Thursday, January 28, 2010

Remembering my first time

Misleading title FTW! If I took a poll of WarCraft players and asked them if the character they play the most is the first character they played, I would guess that the result would be somewhere around 20%. The people on the forums are more devoted and exploratory than the common player and are more likely to be playing a 2nd or 3rd choice (or more). The ordinary player usually picks one character and runs with it, for better or worse.

My first character ever was a Tauren Warrior named Glue on Khadgar server. I got the game one weekend and started playing and didn't expect much. It turned out to be far more interesting than I expected, and the Barrens was a relaxing place to play and it made the whole game feel gigantic. I got him up to level 20, and then recruited a couple of RL friends to play the game and I re-rolled so we could all start together. We wanted to be able to group early on, so we limited our choices to Orcs and Trolls. One picked Orc Warrior, one picked Troll Hunter, and figuring that we might need a healer eventually, I picked a Troll Priest. This ended up being my first main, Kadoo.

Back in vanilla warriors were pretty durable, and could do some ok damage. Hunters were lol-easy to level (send out your pet, shoot the target once, wait, loot, repeat). Priests on the other hand - and holy priests especially, as I was specced - were the nexus point for everything that was difficult about leveling at the time. I wore cloth, so I took lots of damage. I could cast a shield on myself, but it only lasted for a few hits before it was broken down, and my DPS was a total joke. Using wands back then was almost impossible because they didn't autofire, you had to click on it each time you wanted it to cast. My offensive spells were limited and did terrible damage and ate up a lot of mana, so I was drinking after each pull. It took forever to level, and my friend the hunter was always complaining about how slow I was.
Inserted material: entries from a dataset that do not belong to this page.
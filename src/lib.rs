// SPDX-FileCopyrightText: 2025 Hyperpolymath
// SPDX-License-Identifier: PMPL-1.0-or-later

//! Storefront Form Guard
//!
//! Abuse protection for the storefront's checkout, newsletter and login
//! forms:
//!
//! - Sliding-window rate limiting per form, persisted in a key-value store
//! - XSS pattern detection on raw input
//! - Input sanitization (entity-encoding and strip-only variants)
//! - Format validators for email, CEP, phone, card number (Luhn), CVV,
//!   expiry and names
//! - Declarative schemas that validate and normalize in one pass
//! - Honeypot fields for bot detection

pub mod clock;
pub mod config;
pub mod error;
pub mod guard;
pub mod honeypot;
pub mod limiter;
pub mod sanitizer;
pub mod schema;
pub mod store;
pub mod validator;

pub use clock::{Clock, ManualClock, SystemClock};
pub use config::{Config, RateLimitRule};
pub use guard::{FormGuard, FormKind, GuardSet, SubmissionOutcome};
pub use honeypot::Honeypot;
pub use limiter::{RateLimitStatus, RateLimiter};
pub use sanitizer::{detect_xss, sanitize_input, sanitize_string};
pub use schema::{validate_form, FieldErrors, Schema, ValidationResult};
pub use store::{FileStore, KeyValueStore, MemoryStore};
pub use validator::{luhn_check, FieldError};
But the group situations almost made up for it. We found a couple to play with - another hunter and a mage - and the five of us did all of the 5-man dungeons together. I remember very clearly going into Blackrock Depths the first time as a level 48 priest (still lagging behind the DPSers in levels) and trying to heal our 5-man party through the mob pulls. Our warrior wasn't an expert (who was back then, really?) so occasionally the hunters would pull aggro and I would keep them alive until they could find the feign death buttons, and then the aggro would dump on to me. I was running everywhere, trying to fade and occasionally fear and toss heals and keep my ass alive on every pull. It was a nightmare, but it was fun at the same time. I died many many times and quickly memorized the ghost run from Thorium Point to Blackrock Mountain.

I might still be playing the character, but two things happened that shaped the way I play now. First, we had a bit of a zerg guild. We were inviting people left and right into the Orgrimmar Outcasts, and some of the people were really obnoxious. Eventually I got fed up with guild chat and started kicking people out. It was a real power-trippy moment, and I'm not proud of it, but when I logged in every day and these morons would beg me to heal them through things and then not be civil in guild chat, it eventually spilled over.

The second thing that happened was we had decided to pug with a couple of other guilds and go to Molten Core to clear some trash to farm materials for fire resist gear. I ended up being the only healer in a 40-man MC raid. If you've never played a healer before you don't understand that they tend to feel a little responsible for the health of the people they group with, and sometimes they even take it personally when someone dies. Well, I got to watch 40 health bars go from 100 to 0 and I spammed out as much healing as I could before the raid wiped. It was a horrible experience.

The realization set in that since I was an easy kill in PvP at the time, my only role was to heal other people while they did fun things and got the glory. Meanwhile the best I could hope for was to get better gear... to heal other people with... while they had even more fun. About a week later I deleted my priest and left the guild to play a mage. Some months later I asked a GM to undelete it, but I really didn't want to play it anymore. There was just no appreciation for healers, and they could barely even farm to get gold for repair bills because back then healing power was different than spell power and didn't help us kill things. It was awful. Anyone who says they long for the days of old vanilla WoW and the way things used to be: Shut the hell up. The game is much better now. I wouldn't wish the life of a vanilla WoW healer on anyone.

I still have that Troll Priest around somewhere, and he eventually made it to level 72, but he's associated with so much past pain that I never want to play him again. I might roll a priest again but I'll never go back to him. He represents the way the game used to be and the playstyle of vanilla WoW and I'm happy to put both him and it behind me.